The Difference Between Liberalism and Leftism

It is reasonable to wonder whether the divide between liberalism and leftism actually matters very much. Why does there actually need to be so much animosity between the Clinton and Sanders factions of the Democratic Party? (Or the Blair and Corbyn factions in the UK’s Labour Party.) Why on earth did the race for DNC chair between Keith Ellison and Tom Perez grow so vicious, given their substantially similar progressive credentials? With Donald Trump poised to ravage the planet, either through boiling it slowly over time or blowing it up instantaneously with his vast nuclear arsenal, it would seem time for liberals and leftists to emphasize their similarities rather than their differences. Squabbling over minutiae is a fine way to ensure political irrelevance, and if everyone agrees that right-wing policies are poisonous and immoral, then surely the differences among progressive and leftish people can be worked out later.

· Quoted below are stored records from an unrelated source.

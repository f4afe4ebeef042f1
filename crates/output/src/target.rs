//! Target rectangle lifecycle

use common::Rect;

/// Tracks the committed target rectangle and how many times the shared
/// surface has been (re)allocated, so redundant recreation is observable.
#[derive(Debug, Clone, Copy)]
pub struct TargetTracker {
    current: Rect,
    allocations: u64,
}

impl TargetTracker {
    /// The initial pipeline build counts as the first allocation.
    pub fn new(initial: Rect) -> Self {
        Self {
            current: initial,
            allocations: 1,
        }
    }

    pub fn current(&self) -> Rect {
        self.current
    }

    pub fn allocations(&self) -> u64 {
        self.allocations
    }

    /// Whether `next` requires tearing down and rebuilding the surface.
    pub fn requires_recreate(&self, next: &Rect) -> bool {
        *next != self.current
    }

    /// Record a completed recreation for `next`.
    pub fn commit(&mut self, next: Rect) {
        self.current = next;
        self.allocations += 1;
    }
}

#[cfg(test)]
mod tests {
    use super::*;

    #[test]
    fn identical_rect_needs_no_recreate() {
        let tracker = TargetTracker::new(Rect::new(0, 0, 1920, 1080));
        assert!(!tracker.requires_recreate(&Rect::new(0, 0, 1920, 1080)));
        assert_eq!(tracker.allocations(), 1);
    }

    #[test]
    fn changed_rect_allocates_once_per_commit() {
        let mut tracker = TargetTracker::new(Rect::new(0, 0, 1920, 1080));
        let next = Rect::new(100, 100, 300, 200);

        assert!(tracker.requires_recreate(&next));
        tracker.commit(next);
        assert_eq!(tracker.allocations(), 2);
        assert_eq!(tracker.current(), next);

        // Committing the same rect again would be a caller bug, but the
        // guard itself must report it as redundant.
        assert!(!tracker.requires_recreate(&next));
        assert_eq!(tracker.allocations(), 2);
    }

    #[test]
    fn moved_rect_with_same_extent_still_recreates() {
        let tracker = TargetTracker::new(Rect::new(0, 0, 640, 480));
        assert!(tracker.requires_recreate(&Rect::new(10, 0, 640, 480)));
    }
}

It’s also true that, according to one view, the differences between liberals and leftists are not even differences of substance, but differences of political strategy. The claim of people like Clinton and Blair is that, while they share the core progressive principles of compassion and equality, they are simply more hard-nosed and pragmatic. They are more cynical about the limits of political possibility, and believe that change happens slowly. From this perspective, the core difference between Clinton and Sanders is not their ultimate end goals (they both want a world of progressive values), but how to get there.

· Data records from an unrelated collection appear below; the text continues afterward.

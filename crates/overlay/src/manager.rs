//! Overlay manager
//!
//! One overlay window per monitor, a shared selection rectangle, and the
//! snapshot lifecycle tied to the enable latch.

use crate::{
    snapshot::Snapshot,
    window::{
        create_overlay_window, destroy_overlay_window, hide_window, invalidate_window,
        set_snapshot, show_window, SharedSelection,
    },
    OverlayError, OverlayEvent, OverlayResult,
};
use common::monitor::enumerate_monitors;
use common::{MonitorInfo, Rect};
use crossbeam_channel::Sender;
use parking_lot::Mutex;
use std::sync::Arc;

/// Owns the per-monitor overlay windows.
pub struct OverlayManager {
    monitors: Vec<MonitorInfo>,
    windows: Vec<isize>,
    shared: Arc<Mutex<SharedSelection>>,
    enabled: bool,
}

impl OverlayManager {
    /// Enumerate monitors and create one hidden overlay window for each.
    /// Pointer and cancel events are forwarded through `events`.
    pub fn initialize(events: Sender<OverlayEvent>) -> OverlayResult<Self> {
        let monitors = enumerate_monitors();
        if monitors.is_empty() {
            return Err(OverlayError::NoMonitors);
        }

        tracing::info!(count = monitors.len(), "creating overlay windows");

        let shared = Arc::new(Mutex::new(SharedSelection::default()));

        let mut windows = Vec::with_capacity(monitors.len());
        for monitor in &monitors {
            windows.push(create_overlay_window(
                *monitor,
                shared.clone(),
                events.clone(),
            )?);
        }

        Ok(Self {
            monitors,
            windows,
            shared,
            enabled: false,
        })
    }

    pub fn monitors(&self) -> &[MonitorInfo] {
        &self.monitors
    }

    /// Show or hide all overlay windows.
    ///
    /// Snapshots are captured once per false→true edge and dropped on
    /// disable, so re-enabling always shows fresh pixels. Idempotent on a
    /// repeated value.
    pub fn set_enabled(&mut self, enabled: bool) -> OverlayResult<()> {
        if enabled == self.enabled {
            return Ok(());
        }
        self.enabled = enabled;

        if enabled {
            for (monitor, &hwnd) in self.monitors.iter().zip(&self.windows) {
                set_snapshot(hwnd, Some(Snapshot::capture(monitor)?));
                show_window(hwnd);
            }
        } else {
            for &hwnd in &self.windows {
                hide_window(hwnd);
                set_snapshot(hwnd, None);
            }
        }

        Ok(())
    }

    /// Update the selection rectangle consulted by every paint handler.
    pub fn set_selection_rect(&self, rect: Rect) {
        self.shared.lock().rect = rect;
    }

    /// Force a repaint of all overlay windows.
    pub fn update(&self) {
        for &hwnd in &self.windows {
            invalidate_window(hwnd);
        }
    }

    /// Destroy the overlay windows and release snapshot resources.
    pub fn shutdown(&mut self) {
        self.enabled = false;
        for hwnd in self.windows.drain(..) {
            destroy_overlay_window(hwnd);
        }
    }
}

impl Drop for OverlayManager {
    fn drop(&mut self) {
        self.shutdown();
    }
}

If that’s the case, and the core of the divide is over “compromise” versus “purity,” or “a view that major progress happens slowly” versus “a demand that it happens immediately,” then the disagreements here should be friendly ones. Unity should be pretty easy, because we’re literally trying to help one another pursue the same objective. I want the same things you do, but I simply think that I have a more effective way of getting them.

But while this is often the kind of language with which moderate liberals distinguish themselves from more “radical” progressive factions, I don’t actually think it does accurately describe the nature of the liberal/left divide. And while conservatives would lump all these varying political tendencies together as a generic political tendency called “the left,” there are some internal conflicts that are both fundamental and irresolvable. It is not simply a disagreement over tactics among people who share ideals. The two sets of ideals are different, and come from two entirely different worldviews.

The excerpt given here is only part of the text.